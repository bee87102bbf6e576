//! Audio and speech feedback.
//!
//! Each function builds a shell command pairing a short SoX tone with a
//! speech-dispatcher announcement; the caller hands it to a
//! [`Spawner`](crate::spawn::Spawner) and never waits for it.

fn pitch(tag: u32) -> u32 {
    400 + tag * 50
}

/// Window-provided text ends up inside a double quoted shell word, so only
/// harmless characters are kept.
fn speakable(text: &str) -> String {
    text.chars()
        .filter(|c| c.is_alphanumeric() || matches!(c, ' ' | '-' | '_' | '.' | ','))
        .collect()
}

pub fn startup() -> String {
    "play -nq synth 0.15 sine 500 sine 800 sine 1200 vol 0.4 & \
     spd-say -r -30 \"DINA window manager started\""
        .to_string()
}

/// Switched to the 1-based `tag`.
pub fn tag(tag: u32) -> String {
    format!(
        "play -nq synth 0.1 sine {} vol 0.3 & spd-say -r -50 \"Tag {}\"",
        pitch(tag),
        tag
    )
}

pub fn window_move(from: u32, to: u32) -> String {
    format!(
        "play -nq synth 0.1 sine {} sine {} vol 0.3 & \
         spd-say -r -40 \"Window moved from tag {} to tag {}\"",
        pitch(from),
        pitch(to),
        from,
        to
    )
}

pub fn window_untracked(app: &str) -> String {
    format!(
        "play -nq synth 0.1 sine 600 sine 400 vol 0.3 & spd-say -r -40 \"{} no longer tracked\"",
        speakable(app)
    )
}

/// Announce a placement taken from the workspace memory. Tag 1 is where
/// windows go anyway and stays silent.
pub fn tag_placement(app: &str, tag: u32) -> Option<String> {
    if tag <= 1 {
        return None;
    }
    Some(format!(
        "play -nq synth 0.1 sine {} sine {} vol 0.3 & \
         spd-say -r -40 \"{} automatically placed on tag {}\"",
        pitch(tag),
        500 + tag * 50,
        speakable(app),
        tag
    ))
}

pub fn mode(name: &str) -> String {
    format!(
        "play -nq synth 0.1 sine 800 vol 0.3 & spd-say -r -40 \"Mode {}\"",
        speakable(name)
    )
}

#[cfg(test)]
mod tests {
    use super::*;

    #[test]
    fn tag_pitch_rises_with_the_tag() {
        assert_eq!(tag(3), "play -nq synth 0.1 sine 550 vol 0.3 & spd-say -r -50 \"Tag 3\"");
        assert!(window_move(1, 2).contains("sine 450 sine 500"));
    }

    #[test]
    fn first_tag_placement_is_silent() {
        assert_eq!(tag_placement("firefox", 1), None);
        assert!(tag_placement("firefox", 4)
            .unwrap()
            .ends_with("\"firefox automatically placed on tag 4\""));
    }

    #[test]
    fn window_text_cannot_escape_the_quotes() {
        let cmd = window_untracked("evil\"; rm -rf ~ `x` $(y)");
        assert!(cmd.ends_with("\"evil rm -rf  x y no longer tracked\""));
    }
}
--
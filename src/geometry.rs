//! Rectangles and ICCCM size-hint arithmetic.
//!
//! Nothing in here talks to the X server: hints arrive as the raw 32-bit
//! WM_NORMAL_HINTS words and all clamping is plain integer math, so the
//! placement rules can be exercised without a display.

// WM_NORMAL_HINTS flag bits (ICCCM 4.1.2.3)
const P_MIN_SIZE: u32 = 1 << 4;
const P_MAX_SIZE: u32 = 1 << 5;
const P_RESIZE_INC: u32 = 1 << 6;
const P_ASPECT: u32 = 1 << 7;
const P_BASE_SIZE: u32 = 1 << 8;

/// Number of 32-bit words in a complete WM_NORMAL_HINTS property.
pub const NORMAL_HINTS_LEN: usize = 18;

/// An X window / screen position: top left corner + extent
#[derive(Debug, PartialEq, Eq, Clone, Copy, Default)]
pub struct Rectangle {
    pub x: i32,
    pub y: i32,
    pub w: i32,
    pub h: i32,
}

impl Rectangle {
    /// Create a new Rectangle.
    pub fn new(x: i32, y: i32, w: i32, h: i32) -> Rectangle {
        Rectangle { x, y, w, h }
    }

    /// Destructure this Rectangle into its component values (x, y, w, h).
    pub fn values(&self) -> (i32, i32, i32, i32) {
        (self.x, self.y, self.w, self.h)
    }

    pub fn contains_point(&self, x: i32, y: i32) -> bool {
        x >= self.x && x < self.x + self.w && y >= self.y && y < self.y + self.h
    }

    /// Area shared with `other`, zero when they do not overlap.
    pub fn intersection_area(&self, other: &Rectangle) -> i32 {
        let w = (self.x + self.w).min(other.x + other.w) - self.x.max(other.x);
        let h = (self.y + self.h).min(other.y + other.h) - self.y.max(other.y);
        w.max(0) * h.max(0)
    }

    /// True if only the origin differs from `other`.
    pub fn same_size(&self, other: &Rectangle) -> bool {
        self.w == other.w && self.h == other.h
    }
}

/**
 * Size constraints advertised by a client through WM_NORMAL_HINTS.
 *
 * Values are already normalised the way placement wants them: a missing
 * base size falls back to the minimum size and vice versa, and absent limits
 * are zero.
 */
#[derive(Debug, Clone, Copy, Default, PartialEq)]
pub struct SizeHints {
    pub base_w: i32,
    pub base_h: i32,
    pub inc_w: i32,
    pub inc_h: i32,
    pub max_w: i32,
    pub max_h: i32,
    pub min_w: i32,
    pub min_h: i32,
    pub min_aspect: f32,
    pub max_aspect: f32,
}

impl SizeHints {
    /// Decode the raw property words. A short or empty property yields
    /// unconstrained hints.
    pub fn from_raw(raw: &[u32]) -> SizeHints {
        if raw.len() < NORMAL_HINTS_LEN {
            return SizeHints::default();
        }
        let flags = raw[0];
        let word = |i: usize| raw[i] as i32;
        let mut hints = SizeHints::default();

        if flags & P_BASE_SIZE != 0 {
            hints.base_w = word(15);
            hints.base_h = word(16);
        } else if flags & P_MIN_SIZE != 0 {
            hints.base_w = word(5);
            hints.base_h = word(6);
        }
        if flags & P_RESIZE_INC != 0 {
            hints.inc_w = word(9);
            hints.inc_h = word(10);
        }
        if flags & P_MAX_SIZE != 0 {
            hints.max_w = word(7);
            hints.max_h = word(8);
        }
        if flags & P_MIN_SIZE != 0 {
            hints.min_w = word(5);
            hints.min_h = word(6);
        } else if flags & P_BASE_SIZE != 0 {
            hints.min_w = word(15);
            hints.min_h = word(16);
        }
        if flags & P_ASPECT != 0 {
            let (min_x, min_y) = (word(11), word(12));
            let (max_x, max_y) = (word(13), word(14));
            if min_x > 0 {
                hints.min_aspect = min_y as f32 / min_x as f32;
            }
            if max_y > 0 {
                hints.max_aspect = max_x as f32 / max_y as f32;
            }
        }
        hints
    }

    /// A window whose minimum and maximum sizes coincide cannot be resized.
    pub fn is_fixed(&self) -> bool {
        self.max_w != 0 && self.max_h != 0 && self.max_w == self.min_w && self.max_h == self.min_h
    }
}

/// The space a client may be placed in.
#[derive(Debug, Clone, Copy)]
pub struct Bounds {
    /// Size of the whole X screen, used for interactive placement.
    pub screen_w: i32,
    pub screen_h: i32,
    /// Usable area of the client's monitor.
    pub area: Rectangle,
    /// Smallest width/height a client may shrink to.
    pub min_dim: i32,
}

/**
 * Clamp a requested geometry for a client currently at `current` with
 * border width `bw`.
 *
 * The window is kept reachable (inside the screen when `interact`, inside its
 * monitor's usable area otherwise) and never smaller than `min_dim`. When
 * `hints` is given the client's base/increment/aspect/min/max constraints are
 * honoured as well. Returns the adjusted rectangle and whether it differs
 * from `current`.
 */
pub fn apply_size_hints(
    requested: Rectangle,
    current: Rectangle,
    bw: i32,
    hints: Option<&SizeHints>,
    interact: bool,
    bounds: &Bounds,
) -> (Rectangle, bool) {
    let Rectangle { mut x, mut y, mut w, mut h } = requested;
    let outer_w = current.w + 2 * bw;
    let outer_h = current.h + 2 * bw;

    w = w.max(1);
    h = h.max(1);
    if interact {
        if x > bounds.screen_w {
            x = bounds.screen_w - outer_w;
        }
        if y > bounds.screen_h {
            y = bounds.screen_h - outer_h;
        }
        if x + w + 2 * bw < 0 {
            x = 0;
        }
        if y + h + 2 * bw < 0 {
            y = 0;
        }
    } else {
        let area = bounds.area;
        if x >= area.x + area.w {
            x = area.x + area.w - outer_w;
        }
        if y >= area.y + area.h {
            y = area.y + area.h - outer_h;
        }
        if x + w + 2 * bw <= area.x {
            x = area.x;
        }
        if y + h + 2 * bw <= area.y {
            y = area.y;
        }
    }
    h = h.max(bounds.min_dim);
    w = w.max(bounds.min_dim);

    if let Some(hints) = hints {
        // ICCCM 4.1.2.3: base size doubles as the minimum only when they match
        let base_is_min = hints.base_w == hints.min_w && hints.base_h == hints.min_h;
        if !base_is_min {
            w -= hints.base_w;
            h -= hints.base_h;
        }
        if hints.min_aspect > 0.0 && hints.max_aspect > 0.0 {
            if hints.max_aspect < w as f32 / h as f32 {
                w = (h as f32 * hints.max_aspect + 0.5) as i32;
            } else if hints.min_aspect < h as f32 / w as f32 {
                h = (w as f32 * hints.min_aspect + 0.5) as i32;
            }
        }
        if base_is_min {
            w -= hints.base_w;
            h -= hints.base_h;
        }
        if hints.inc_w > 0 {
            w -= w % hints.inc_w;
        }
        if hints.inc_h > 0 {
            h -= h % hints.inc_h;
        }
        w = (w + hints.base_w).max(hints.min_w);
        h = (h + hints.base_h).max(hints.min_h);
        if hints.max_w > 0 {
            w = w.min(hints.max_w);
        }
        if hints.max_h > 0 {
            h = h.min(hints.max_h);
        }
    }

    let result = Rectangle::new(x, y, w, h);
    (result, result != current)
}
* * *
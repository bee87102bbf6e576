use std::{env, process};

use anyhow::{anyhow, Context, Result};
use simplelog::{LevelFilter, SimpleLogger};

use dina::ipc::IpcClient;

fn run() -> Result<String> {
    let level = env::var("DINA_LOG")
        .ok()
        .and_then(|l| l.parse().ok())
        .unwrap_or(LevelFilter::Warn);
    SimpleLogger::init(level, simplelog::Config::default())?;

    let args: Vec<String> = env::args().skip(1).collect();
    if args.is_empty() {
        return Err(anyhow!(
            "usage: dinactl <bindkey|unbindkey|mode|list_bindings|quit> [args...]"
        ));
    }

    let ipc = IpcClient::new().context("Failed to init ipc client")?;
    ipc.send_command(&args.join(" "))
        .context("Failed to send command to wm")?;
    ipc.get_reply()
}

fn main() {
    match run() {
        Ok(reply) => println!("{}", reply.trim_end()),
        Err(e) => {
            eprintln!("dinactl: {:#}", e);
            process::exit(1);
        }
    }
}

Directions: Which lines run from the one holding "const P_ASPECT: u32 = 1 << 7;" through the one holding "a new Rectangle." in the records above? Repeat them exactly, both included, and nothing more.

Output of the task:
const P_ASPECT: u32 = 1 << 7;
const P_BASE_SIZE: u32 = 1 << 8;

/// Number of 32-bit words in a complete WM_NORMAL_HINTS property.
pub const NORMAL_HINTS_LEN: usize = 18;

/// An X window / screen position: top left corner + extent
#[derive(Debug, PartialEq, Eq, Clone, Copy, Default)]
pub struct Rectangle {
    pub x: i32,
    pub y: i32,
    pub w: i32,
    pub h: i32,
}

impl Rectangle {
    /// Create a new Rectangle.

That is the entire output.